Tuesday, August 1, 2017

ELAN: making tier(s) out of search results

Hedvig in her office in Canberra figuring this out
and writing this guide.
Here is another guide for how to do something practical in ELAN. Previously, we relayed Eri Kashima's guide for sensible auto-segmentation with PRAAT and ELAN (time saver!). (For all posts about fieldwork on this blog, see this tag.)

This time: how to take your search results and make the matching annotations into new separate tier(s). This is useful if you for example want to cycle through only the annotations that match a certain search query in transcription mode. This post has a longer guide, and a short guide at the end.

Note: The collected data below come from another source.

//! downtrack - Reddit downvoted-comment tracker
//!
//! This crate implements a small polling bot: a list of tracked usernames in
//! SQLite, a scanner that fetches each user's newest comments through the
//! Reddit API, and a poll loop that records downvoted (or all visible)
//! comments back into the store.

pub mod bot;
pub mod database;
pub mod logging;
pub mod reddit;
pub mod scanner;

use serde::Deserialize;
use std::path::Path;
use thiserror::Error;

/// Re-export commonly used types
pub use bot::Bot;
pub use database::Database;
pub use reddit::RedditClient;
pub use scanner::{FilterMode, Scanner};

#[derive(Error, Debug)]
pub enum ConfigError {
    #[error("cannot read config file: {0}")]
    IoError(#[from] std::io::Error),
    #[error("invalid config file: {0}")]
    ParseError(#[from] toml::de::Error),
}

/// Application configuration, loaded from a TOML file
#[derive(Debug, Clone, Deserialize)]
pub struct Config {
    pub client: ClientConfig,
    pub database: DatabaseConfig,
    #[serde(default)]
    pub scanner: ScannerConfig,
}

/// Reddit API credentials
#[derive(Debug, Clone, Deserialize)]
pub struct ClientConfig {
    pub user_agent: String,
    pub client_id: String,
    pub client_secret: String,
}

#[derive(Debug, Clone, Deserialize)]
pub struct DatabaseConfig {
    pub path: String,
}

#[derive(Debug, Clone, Deserialize)]
#[serde(default)]
pub struct ScannerConfig {
    pub mode: FilterMode,
    /// Sleep between checks while the tracked set is empty
    pub idle_interval_secs: u64,
    /// Sleep between full passes over the tracked set
    pub cycle_interval_secs: u64,
}

impl Default for ScannerConfig {
    fn default() -> Self {
        Self {
            mode: FilterMode::Downvoted,
            idle_interval_secs: 10,
            cycle_interval_secs: 60,
        }
    }
}

impl Config {
    /// Load and parse a config file
    pub fn load(path: &Path) -> Result<Self, ConfigError> {
        let raw = std::fs::read_to_string(path)?;
        Ok(toml::from_str(&raw)?)
    }
}

#[cfg(test)]
mod tests {
    use super::*;

    #[test]
    fn config_parses_with_scanner_defaults() {
        let raw = r#"
            [client]
            user_agent = "downtrack test"
            client_id = "abc"
            client_secret = "def"

            [database]
            path = "./downtrack.db"
        "#;

        let config: Config = toml::from_str(raw).unwrap();
        assert_eq!(config.client.client_id, "abc");
        assert_eq!(config.database.path, "./downtrack.db");
        assert_eq!(config.scanner.mode, FilterMode::Downvoted);
        assert_eq!(config.scanner.idle_interval_secs, 10);
        assert_eq!(config.scanner.cycle_interval_secs, 60);
    }

    #[test]
    fn config_accepts_all_mode() {
        let raw = r#"
            [client]
            user_agent = "downtrack test"
            client_id = "abc"
            client_secret = "def"

            [database]
            path = ":memory:"

            [scanner]
            mode = "all"
            cycle_interval_secs = 5
        "#;

        let config: Config = toml::from_str(raw).unwrap();
        assert_eq!(config.scanner.mode, FilterMode::All);
        assert_eq!(config.scanner.cycle_interval_secs, 5);
        assert_eq!(config.scanner.idle_interval_secs, 10);
    }

    #[test]
    fn missing_client_section_is_an_error() {
        let raw = r#"
            [database]
            path = ":memory:"
        "#;
        assert!(toml::from_str::<Config>(raw).is_err());
    }
}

For those who don't do a lot of transcription: ELAN (EUDICO Linguistic Annotator) is a program from TLA at MPI-Nijmegen. This program allows us to easily annotate audio and/or video files with lots of relevant data. We can use ELAN to count things, but we can also export as CSV-files for analysis later (Excel, R, Libreoffice etc). ELAN is free and great. If you ever need to do transcription, do it in ELAN. Do not create long text-documents with no linking to the audio, it is just ridiculous. Download ELAN here.

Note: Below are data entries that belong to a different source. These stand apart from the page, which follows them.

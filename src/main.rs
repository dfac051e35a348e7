//! downtrack - Main Entry Point

use std::env;
use std::path::Path;
use std::sync::Arc;
use std::time::Duration;

use downtrack::logging::init_logging;
use downtrack::{Bot, Config, Database, RedditClient, Scanner};

use tracing::{error, info};

type AnyError = Box<dyn std::error::Error + Send + Sync>;

async fn run_bot(config: Config) -> Result<(), AnyError> {
    info!("Starting downtrack...");

    let db = Arc::new(Database::new(&config.database.path)?);
    db.initialize()?;
    let stats = db.get_stats()?;
    info!(
        "Database initialized: {} tracked users, {} comments recorded",
        stats.tracked_count, stats.comment_count
    );

    let client = RedditClient::new(config.client.clone())?;
    let scanner = Scanner::new(client, db.clone(), config.scanner.mode);
    let bot = Bot::new(
        db,
        scanner,
        Duration::from_secs(config.scanner.idle_interval_secs),
        Duration::from_secs(config.scanner.cycle_interval_secs),
    );

    let (shutdown_tx, shutdown_rx) = tokio::sync::watch::channel(false);
    tokio::spawn(async move {
        if tokio::signal::ctrl_c().await.is_ok() {
            info!("Interrupt received, shutting down");
            let _ = shutdown_tx.send(true);
        }
    });

    bot.run(shutdown_rx).await?;
    info!("downtrack stopped");
    Ok(())
}

fn cmd_run(config_path: &str) -> Result<(), AnyError> {
    let config = Config::load(Path::new(config_path))?;
    let rt = tokio::runtime::Runtime::new()?;
    rt.block_on(run_bot(config))
}

fn cmd_add(config_path: &str, username: &str, hidden: bool) -> Result<(), AnyError> {
    let config = Config::load(Path::new(config_path))?;
    let db = Database::new(&config.database.path)?;
    db.initialize()?;

    match db.add_user(username, hidden) {
        Ok(()) => {
            info!("Now tracking user '{}'", username);
            Ok(())
        }
        Err(e) if e.is_constraint_violation() => {
            Err(format!("user '{}' is already tracked", username).into())
        }
        Err(e) => Err(e.into()),
    }
}

fn cmd_purge(config_path: &str, cutoff: i64) -> Result<(), AnyError> {
    let config = Config::load(Path::new(config_path))?;
    let db = Database::new(&config.database.path)?;
    db.initialize()?;

    let removed = db.cleanup(cutoff)?;
    info!("Removed {} comments with score {}", removed, cutoff);
    Ok(())
}

fn usage() {
    eprintln!("usage: downtrack run <config.toml>");
    eprintln!("       downtrack add <config.toml> <username> [--hidden]");
    eprintln!("       downtrack purge <config.toml> [cutoff]");
}

fn main() {
    init_logging();

    let args: Vec<String> = env::args().collect();
    let result = match (args.get(1).map(|s| s.as_str()), args.get(2)) {
        (Some("run"), Some(config_path)) => cmd_run(config_path),
        (Some("add"), Some(config_path)) => match args.get(3) {
            Some(username) => {
                let hidden = args.get(4).map(|s| s.as_str()) == Some("--hidden");
                cmd_add(config_path, username, hidden)
            }
            None => {
                usage();
                std::process::exit(2);
            }
        },
        (Some("purge"), Some(config_path)) => {
            let cutoff = match args.get(3) {
                Some(raw) => match raw.parse::<i64>() {
                    Ok(v) => v,
                    Err(_) => {
                        eprintln!("invalid cutoff: {}", raw);
                        std::process::exit(2);
                    }
                },
                None => 0,
            };
            cmd_purge(config_path, cutoff)
        }
        _ => {
            usage();
            std::process::exit(2);
        }
    };

    if let Err(e) = result {
        error!("Fatal: {}", e);
        std::process::exit(1);
    }
}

Version of ELAN: 4.8.1 (to my knowledge though this should work the same for other versions)

We're going to:
  • search in a clever way
  • export those results
  • import them as new tier(s) into the .eaf-file you're working on
  • thus creating a tier with a defined subset of other existing tiers, making work speedier on targeted parts of your corpus
You can click the images for larger versions.

Example case
I've got a transcribed file where I've noticed some different pronunciation of a certain word. I'd like to pick out only the annotations containing that word, make a new tier with only them, and write down some clever things about this word in that tier. I don't want to have to scroll through all annotations to get to only these.

I work on Samoan, and the word I'm looking at means "to tell/explain": fa'amatala. "Fa'amatala" is the dictionary entry for this word, but it varies in pronunciation in actual speech. I've asked my transcription assistant to mark down vowel length and presence and absence of glottal stops (as opposed to more orthographic transcription). She has done this pretty consistently (as far as I can tell, it's hard to hear glottal stops sometimes), and since I know what kind of variations to expect I can easily find the instances for this word. Due to t and k-style (lects in Samoan) and speed these are the variations we can expect:
  • fa'amatala
  • fa:matala
  • famatala
  • fa'amakala
  • fa:makala
  • famakala
Besides the obvious difference in pronunciation, I've noticed something unusual going on in the realisation of the realisation of t/k, sort of like an affricate. So, I'd like to listen to all instances of this word with all these spellings and make notes of that.

Here are the steps. At the end is a short guide for when you've started to get the hang of this but need basic guidance.

Step 1) clever searching
In ELAN we can search for simple words, but we can also do something a bit more clever: we can search using regular expressions. Now, you don't need to have a complicated query or know all regex magic to make use of this. In this case, we're simply going to use the 'OR'-function. 'OR' in regular expressions is expressed by the vertical line/pipe character: "|" .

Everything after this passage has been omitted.